The federal financial institutions
regulatory agencies
1 encourage financial
institutions to work constructively with residential borrowers who
are financially unable to make their contractual payment obligations
on their home loans. Prudent workout arrangements that are consistent
with safe and sound lending practices are generally in the long-term
best interest of both the financial institution and the borrower.
Many residential borrowers may face significant payment
increases when their adjustable-rate mortgage (ARM) loans reset in
the coming months. These borrowers may not have sufficient financial
capacity to service a higher debt load, especially if they were qualified
based on a low introductory payment. The agencies have long encouraged
borrowers who are unable to meet their contractual obligations to
contact their lender or servicer to discuss possible payment alternatives
at the earliest indication of such problems.
The agencies encourage financial institutions to consider
prudent workout arrangements that increase the potential for financially
stressed residential borrowers to keep their homes. However, there
may be instances when workout arrangements are not economically feasible
or appropriate.
Financial institutions should follow prudent underwriting
practices in determining whether to consider a workout arrangement.
Such arrangements can vary widely based on the borrower’s financial
capacity. For example, an institution might consider modifying loan
terms, including converting loans with variable rates into fixed-rate
products to provide financially stressed borrowers with predictable
payment requirements.
The agencies will continue to examine and supervise financial
institutions according to existing standards. The agencies will not
penalize financial institutions that pursue reasonable workout arrangements
with borrowers who have encountered financial problems. Further, existing
supervisory guidance and applicable accounting standards do not require
institutions to immediately foreclose on the collateral underlying
a loan when the borrower exhibits repayment difficulties.

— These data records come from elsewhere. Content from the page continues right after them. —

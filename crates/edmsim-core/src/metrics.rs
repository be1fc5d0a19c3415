//! Metrics derivation and report formatting for simulation runs.
//!
//! Throughput, average latency and aggregate load are derived from the
//! final server states and the run counters. Per-server load fairness is
//! reported alongside them.

use crate::session::SessionError;
use edmsim_algorithms::{EdgeServer, EquilibriumOutcome, RunCounters};
use serde::{Deserialize, Serialize};

/// Ratios derived from one finished run.
#[derive(Debug, Clone, PartialEq, Serialize, Deserialize)]
pub struct RunMetrics {
    /// Drain operations per externally supplied iteration.
    pub throughput: f64,
    /// Latency-penalty units per request in the batch.
    pub average_latency: f64,
    /// Total load over `num_servers * max capacity`.
    pub load: f64,
    /// Coefficient of variation of per-server load.
    pub load_cv: f64,
    /// Jain's fairness index of per-server load.
    pub jains_fairness_index: f64,
    /// Servers whose load exceeds their capacity.
    pub overloaded_servers: u32,
}

/// Everything reported about one run.
#[derive(Debug, Clone, PartialEq, Serialize, Deserialize)]
pub struct SimulationReport {
    pub name: String,
    pub policy: String,
    /// Workload seed, if the workload was generated.
    pub seed: Option<u64>,
    pub num_servers: usize,
    pub num_requests: usize,
    /// Inert; carried for interface compatibility.
    pub hmax: u32,
    pub counters: RunCounters,
    pub equilibrium: EquilibriumOutcome,
    pub metrics: RunMetrics,
    /// Final `current_load` per server, in pool order.
    pub final_loads: Vec<u32>,
}

/// Derives [`RunMetrics`] from final state.
#[derive(Debug, Clone)]
pub struct MetricsCollector {
    /// Throughput divisor, supplied by the caller.
    iterations: u64,
}

impl MetricsCollector {
    pub fn new(iterations: u64) -> Self {
        Self { iterations }
    }

    /// Compute run metrics.
    ///
    /// Every divisor is checked first; a zero divisor is a configuration
    /// error, reported rather than turned into NaN or infinity.
    pub fn collect(
        &self,
        servers: &[EdgeServer],
        counters: &RunCounters,
        num_requests: usize,
    ) -> Result<RunMetrics, SessionError> {
        if self.iterations == 0 {
            return Err(SessionError::ZeroIterations);
        }
        if num_requests == 0 {
            return Err(SessionError::NoRequests);
        }
        if servers.is_empty() {
            return Err(SessionError::NoServers);
        }
        let max_capacity = servers.iter().map(|s| s.capacity).max().unwrap_or(0);
        if max_capacity == 0 {
            return Err(SessionError::ZeroCapacity);
        }

        let loads: Vec<u64> = servers.iter().map(|s| s.current_load as u64).collect();
        let total_load: u64 = loads.iter().sum();

        Ok(RunMetrics {
            throughput: counters.total_processed_requests as f64 / self.iterations as f64,
            average_latency: counters.extra_service_latency as f64 / num_requests as f64,
            load: total_load as f64 / (servers.len() as f64 * max_capacity as f64),
            load_cv: coefficient_of_variation(&loads),
            jains_fairness_index: jains_fairness_index(&loads),
            overloaded_servers: servers
                .iter()
                .filter(|s| s.current_load > s.capacity)
                .count() as u32,
        })
    }
}

/// Coefficient of variation (std / mean).
fn coefficient_of_variation(values: &[u64]) -> f64 {
    if values.is_empty() {
        return 0.0;
    }
    let n = values.len() as f64;
    let mean = values.iter().sum::<u64>() as f64 / n;
    if mean == 0.0 {
        return 0.0;
    }
    let variance = values
        .iter()
        .map(|&v| (v as f64 - mean).powi(2))
        .sum::<f64>()
        / n;
    variance.sqrt() / mean
}

/// Jain's fairness index: (sum(x_i))^2 / (n * sum(x_i^2)).
fn jains_fairness_index(values: &[u64]) -> f64 {
    if values.is_empty() {
        return 1.0;
    }
    let n = values.len() as f64;
    let sum: f64 = values.iter().map(|&v| v as f64).sum();
    let sum_sq: f64 = values.iter().map(|&v| (v as f64).powi(2)).sum();
    if sum_sq == 0.0 {
        return 1.0;
    }
    (sum * sum) / (n * sum_sq)
}

/// Format a report as a human-readable block.
pub fn format_report(report: &SimulationReport) -> String {
    let mut out = String::new();
    out.push_str(&format!(
        "\n{:=<70}\n",
        format!("  {} Results  ", report.name)
    ));
    out.push_str(&format!(
        "  Policy: {} | Servers: {} | Requests: {}",
        report.policy, report.num_servers, report.num_requests
    ));
    if let Some(seed) = report.seed {
        out.push_str(&format!(" | Seed: {}", seed));
    }
    out.push('\n');
    out.push_str(&format!("{:-<70}\n", "  Allocation  "));
    out.push_str(&format!(
        "Mitigation Cost: {}\n",
        report.counters.mitigation_cost
    ));
    out.push_str(&format!(
        "Extra Service Latency: {}\n",
        report.counters.extra_service_latency
    ));
    out.push_str(&format!("{:-<70}\n", "  Equilibrium  "));
    if report.equilibrium.converged {
        out.push_str(&format!(
            "Nash Equilibrium reached in {} iterations.\n",
            report.equilibrium.iterations
        ));
    } else {
        out.push_str(&format!(
            "Equilibrium search hit the round cap after {} iterations.\n",
            report.equilibrium.iterations
        ));
    }
    out.push_str(&format!("{:-<70}\n", "  Metrics  "));
    out.push_str(&format!("Throughput: {:.2}\n", report.metrics.throughput));
    out.push_str(&format!(
        "Average Latency: {:.2}\n",
        report.metrics.average_latency
    ));
    out.push_str(&format!("Load: {:.2}\n", report.metrics.load));
    out.push_str(&format!(
        "  Load CV: {:.3}  Jain's index: {:.4}  Overloaded: {}/{}\n",
        report.metrics.load_cv,
        report.metrics.jains_fairness_index,
        report.metrics.overloaded_servers,
        report.num_servers,
    ));
    out.push_str(&format!("{:=<70}\n", ""));
    out
}

/// Format a table of runs, one row per report, with a mean row.
pub fn format_sweep_table(reports: &[SimulationReport]) -> String {
    if reports.is_empty() {
        return String::from("No results to summarize.\n");
    }

    let mut out = String::new();
    out.push_str(&format!("\n{:=<84}\n", "  Seed Sweep  "));
    out.push_str(&format!(
        "{:<10} {:>10} {:>10} {:>10} {:>12} {:>12} {:>10}\n",
        "Seed", "Cost", "Latency", "Eq iters", "Throughput", "Avg lat", "Load"
    ));
    out.push_str(&format!("{:-<84}\n", ""));

    for r in reports {
        let seed = r
            .seed
            .map(|s| s.to_string())
            .unwrap_or_else(|| "-".to_string());
        out.push_str(&format!(
            "{:<10} {:>10} {:>10} {:>10} {:>12.2} {:>12.2} {:>10.2}\n",
            seed,
            r.counters.mitigation_cost,
            r.counters.extra_service_latency,
            r.equilibrium.iterations,
            r.metrics.throughput,
            r.metrics.average_latency,
            r.metrics.load,
        ));
    }

    out.push_str(&format!("{:-<84}\n", ""));
    out.push_str(&format!(
        "{:<10} {:>10.1} {:>10.1} {:>10.1} {:>12.2} {:>12.2} {:>10.2}\n",
        "mean",
        mean(reports, |r| r.counters.mitigation_cost as f64),
        mean(reports, |r| r.counters.extra_service_latency as f64),
        mean(reports, |r| r.equilibrium.iterations as f64),
        mean(reports, |r| r.metrics.throughput),
        mean(reports, |r| r.metrics.average_latency),
        mean(reports, |r| r.metrics.load),
    ));
    out.push_str(&format!("{:=<84}\n", ""));
    out
}

fn mean(reports: &[SimulationReport], f: impl Fn(&SimulationReport) -> f64) -> f64 {
    reports.iter().map(f).sum::<f64>() / reports.len() as f64
}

Institutions
should identify and report credit risk, maintain an adequate allowance
for loan losses, and recognize credit losses in a timely manner.

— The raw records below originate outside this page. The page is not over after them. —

//! edmsim: offline simulator for edge-server DDoS mitigation.
//!
//! A batch of benign and attack requests is allocated across a pool of
//! capacity-bounded edge servers by a cost-aware greedy policy, served for
//! one tick, then refined toward a best-response fixed point. Allocation
//! policies and the equilibrium solver live in `edmsim-algorithms`; this
//! crate provides configuration, workloads, the run session and metrics.
//!
//! # Architecture
//!
//! ```text
//! ┌──────────┐     ┌────────────┐     ┌──────────────┐
//! │ Workload │────▶│  Session   │────▶│   Metrics    │
//! │Generator │     │ (Counters) │     │  Collection  │
//! └──────────┘     └─────┬──────┘     └──────────────┘
//!                        │
//!         ┌──────────────┼───────────────┐
//!         ▼              ▼               ▼
//!   ┌───────────┐  ┌───────────┐  ┌─────────────┐
//!   │ Allocation│  │  Request  │  │ Equilibrium │
//!   │  Policy   │  │ Processor │  │   Solver    │
//!   └───────────┘  └───────────┘  └─────────────┘
//! ```

pub mod config;
pub mod metrics;
pub mod processor;
pub mod session;
pub mod workload;

// Re-export key types for convenience.
pub use config::{ConfigError, SimConfig};
pub use edmsim_algorithms::{
    AllocationPolicy, BestResponseSolver, EdgeServer, EquilibriumOutcome, GreedyHeapAllocator,
    Request, RunCounters,
};
pub use metrics::{MetricsCollector, RunMetrics, SimulationReport};
pub use processor::RequestProcessor;
pub use session::{SessionError, SessionParams, SimulationSession};
pub use workload::{load_workload, write_workload, Workload, WorkloadGenerator};

use rayon::prelude::*;
use thiserror::Error;

impl From<&SimConfig> for SessionParams {
    fn from(config: &SimConfig) -> Self {
        SessionParams {
            iterations: config.simulation.iterations,
            hmax: config.simulation.hmax,
        }
    }
}

/// Run the full pipeline on an explicit workload.
pub fn run_workload(
    config: &SimConfig,
    workload: Workload,
    policy: Box<dyn AllocationPolicy>,
) -> Result<SimulationReport, SessionError> {
    let mut session = SimulationSession::new(
        workload.servers,
        workload.requests,
        SessionParams::from(config),
        policy,
    )?
    .with_name(config.simulation.name.clone());
    session.escalate_attacks(config.simulation.escalation_steps);

    let solver = BestResponseSolver::with_max_rounds(config.equilibrium.max_rounds);
    session.run(&solver)
}

/// Generate a workload from `config` with `seed` and run it with the
/// greedy heap allocator.
pub fn run_seeded(config: &SimConfig, seed: u64) -> Result<SimulationReport, SessionError> {
    let workload = Workload::from_config_with_seed(config, seed);
    let mut report = run_workload(config, workload, Box::new(GreedyHeapAllocator::new()))?;
    report.seed = Some(seed);
    Ok(report)
}

/// Run a complete simulation with the configured seed.
pub fn run_simulation(config: &SimConfig) -> Result<SimulationReport, SessionError> {
    run_seeded(config, config.simulation.seed)
}

/// Errors from a seed sweep.
#[derive(Error, Debug)]
pub enum SweepError {
    #[error("Failed to build sweep thread pool: {0}")]
    Pool(#[from] rayon::ThreadPoolBuildError),
    #[error(transparent)]
    Session(#[from] SessionError),
}

/// Run one independent simulation per seed on a pool of `jobs` threads.
///
/// Every run builds its own workload and session, so no state is shared.
/// Reports come back in the order of `seeds`.
pub fn sweep_seeds(
    config: &SimConfig,
    seeds: &[u64],
    jobs: usize,
) -> Result<Vec<SimulationReport>, SweepError> {
    let pool = rayon::ThreadPoolBuilder::new()
        .num_threads(jobs.max(1))
        .build()?;
    let reports = pool.install(|| {
        seeds
            .par_iter()
            .map(|&seed| run_seeded(config, seed))
            .collect::<Result<Vec<_>, _>>()
    })?;
    Ok(reports)
}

Financial institutions may receive favorable Community
Reinvestment Act (CRA) consideration for programs that transition
low- and moderate-income borrowers from higher-cost loans to lower-cost
loans, provided the loans are made in a safe and sound manner.
2 Financial
institutions, working alone or in conjunction with reputable organizations
such as the Center for Foreclosure Solutions sponsored by NeighborWorks,
can assist borrowers in avoiding foreclosure through credit counseling.
3 Such programs also help financially stressed borrowers avoid predatory
foreclosure rescue scams.
Under the Homeownership Counseling Act, financial institutions
should inform certain borrowers who are delinquent on their mortgage
loans (home loans secured by a single-family dwelling that is the
borrower’s principal residence) about the availability of homeownership
counseling. The Department of Housing and Urban Development (HUD)

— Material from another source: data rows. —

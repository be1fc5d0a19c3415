//! TOML configuration parsing for edmsim.
//!
//! Defines the configuration schema for a simulation run: server pool
//! shape, workload mix, run parameters and the equilibrium round cap.

use edmsim_algorithms::MAX_ROUNDS;
use serde::{Deserialize, Serialize};
use std::path::Path;
use thiserror::Error;

#[derive(Error, Debug)]
pub enum ConfigError {
    #[error("Failed to read config file: {0}")]
    Io(#[from] std::io::Error),
    #[error("Failed to parse TOML: {0}")]
    Parse(#[from] toml::de::Error),
    #[error("Invalid configuration: {0}")]
    Validation(String),
}

/// Top-level simulation configuration.
#[derive(Debug, Clone, Default, Serialize, Deserialize)]
pub struct SimConfig {
    #[serde(default)]
    pub simulation: SimulationSection,
    #[serde(default)]
    pub cluster: ClusterSection,
    #[serde(default)]
    pub workload: WorkloadSection,
    #[serde(default)]
    pub equilibrium: EquilibriumSection,
}

/// General simulation parameters.
#[derive(Debug, Clone, Serialize, Deserialize)]
pub struct SimulationSection {
    /// Human-readable name for this simulation.
    #[serde(default = "default_sim_name")]
    pub name: String,
    /// Random seed for workload generation.
    #[serde(default = "default_seed")]
    pub seed: u64,
    /// Run count used as the throughput divisor.
    #[serde(default = "default_iterations")]
    pub iterations: u64,
    /// Maximum hop count. Accepted and reported but never consulted.
    #[serde(default = "default_hmax")]
    pub hmax: u32,
    /// Times every attack request is escalated by one unit before allocation.
    #[serde(default)]
    pub escalation_steps: u32,
}

fn default_sim_name() -> String {
    "simulation".to_string()
}

fn default_seed() -> u64 {
    42
}

fn default_iterations() -> u64 {
    100
}

fn default_hmax() -> u32 {
    3
}

impl Default for SimulationSection {
    fn default() -> Self {
        Self {
            name: default_sim_name(),
            seed: default_seed(),
            iterations: default_iterations(),
            hmax: default_hmax(),
            escalation_steps: 0,
        }
    }
}

/// Server pool configuration.
#[derive(Debug, Clone, Serialize, Deserialize)]
pub struct ClusterSection {
    /// Number of edge servers.
    #[serde(default = "default_num_servers")]
    pub num_servers: u32,
    /// Smallest capacity drawn for a server.
    #[serde(default = "default_capacity_min")]
    pub capacity_min: u32,
    /// Largest capacity drawn for a server (inclusive).
    #[serde(default = "default_capacity_max")]
    pub capacity_max: u32,
}

fn default_num_servers() -> u32 {
    10
}
fn default_capacity_min() -> u32 {
    3
}
fn default_capacity_max() -> u32 {
    5
}

impl Default for ClusterSection {
    fn default() -> Self {
        Self {
            num_servers: default_num_servers(),
            capacity_min: default_capacity_min(),
            capacity_max: default_capacity_max(),
        }
    }
}

/// Workload mix configuration.
#[derive(Debug, Clone, Serialize, Deserialize)]
pub struct WorkloadSection {
    /// Requests in the batch.
    #[serde(default = "default_num_requests")]
    pub num_requests: u32,
    /// Fraction of requests flagged as attacks.
    #[serde(default = "default_attack_ratio")]
    pub attack_ratio: f64,
    /// Upper bound (inclusive) for attack intensity draws.
    #[serde(default = "default_max_attack_intensity")]
    pub max_attack_intensity: u32,
}

fn default_num_requests() -> u32 {
    100
}
fn default_attack_ratio() -> f64 {
    0.9
}
fn default_max_attack_intensity() -> u32 {
    10
}

impl Default for WorkloadSection {
    fn default() -> Self {
        Self {
            num_requests: default_num_requests(),
            attack_ratio: default_attack_ratio(),
            max_attack_intensity: default_max_attack_intensity(),
        }
    }
}

/// Equilibrium search parameters.
#[derive(Debug, Clone, Serialize, Deserialize)]
pub struct EquilibriumSection {
    #[serde(default = "default_max_rounds")]
    pub max_rounds: u32,
}

fn default_max_rounds() -> u32 {
    MAX_ROUNDS
}

impl Default for EquilibriumSection {
    fn default() -> Self {
        Self {
            max_rounds: default_max_rounds(),
        }
    }
}

impl SimConfig {
    /// Load configuration from a TOML file.
    pub fn from_file(path: &Path) -> Result<Self, ConfigError> {
        let content = std::fs::read_to_string(path)?;
        Self::from_str(&content)
    }

    /// Parse configuration from a TOML string.
    #[allow(clippy::should_implement_trait)]
    pub fn from_str(s: &str) -> Result<Self, ConfigError> {
        let config: SimConfig = toml::from_str(s)?;
        config.validate()?;
        Ok(config)
    }

    /// Validate configuration consistency.
    pub fn validate(&self) -> Result<(), ConfigError> {
        if self.cluster.num_servers == 0 {
            return Err(ConfigError::Validation(
                "num_servers must be > 0".to_string(),
            ));
        }
        if self.cluster.capacity_min == 0 {
            return Err(ConfigError::Validation(
                "capacity_min must be > 0".to_string(),
            ));
        }
        if self.cluster.capacity_min > self.cluster.capacity_max {
            return Err(ConfigError::Validation(format!(
                "capacity_min ({}) must not exceed capacity_max ({})",
                self.cluster.capacity_min, self.cluster.capacity_max,
            )));
        }
        if self.workload.num_requests == 0 {
            return Err(ConfigError::Validation(
                "num_requests must be > 0".to_string(),
            ));
        }
        if !(0.0..=1.0).contains(&self.workload.attack_ratio) {
            return Err(ConfigError::Validation(format!(
                "attack_ratio must be within [0, 1], got {}",
                self.workload.attack_ratio
            )));
        }
        if self.workload.max_attack_intensity == 0 {
            return Err(ConfigError::Validation(
                "max_attack_intensity must be >= 1".to_string(),
            ));
        }
        if self.simulation.iterations == 0 {
            return Err(ConfigError::Validation(
                "iterations must be > 0".to_string(),
            ));
        }
        if self.equilibrium.max_rounds == 0 {
            return Err(ConfigError::Validation(
                "max_rounds must be > 0".to_string(),
            ));
        }
        Ok(())
    }
}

maintains a list of approved counselors.
4
If a service member defaults on a mortgage, the Servicemembers
Civil Relief Act (SCRA) prohibits the sale, foreclosure, or seizure
of service-member property secured by the mortgage during the period
of military service, or within 90 days thereafter.
Institutions are required to notify service
members of their rights under the SCRA.
5 While the SCRA requirements apply only to obligations that
were originated prior to the service member’s military service, the
agencies encourage institutions to work with service members and their
families who are unable to meet any of their contractual mortgage
obligations.
Interagency statement of April
17, 2007 (SR-07-6).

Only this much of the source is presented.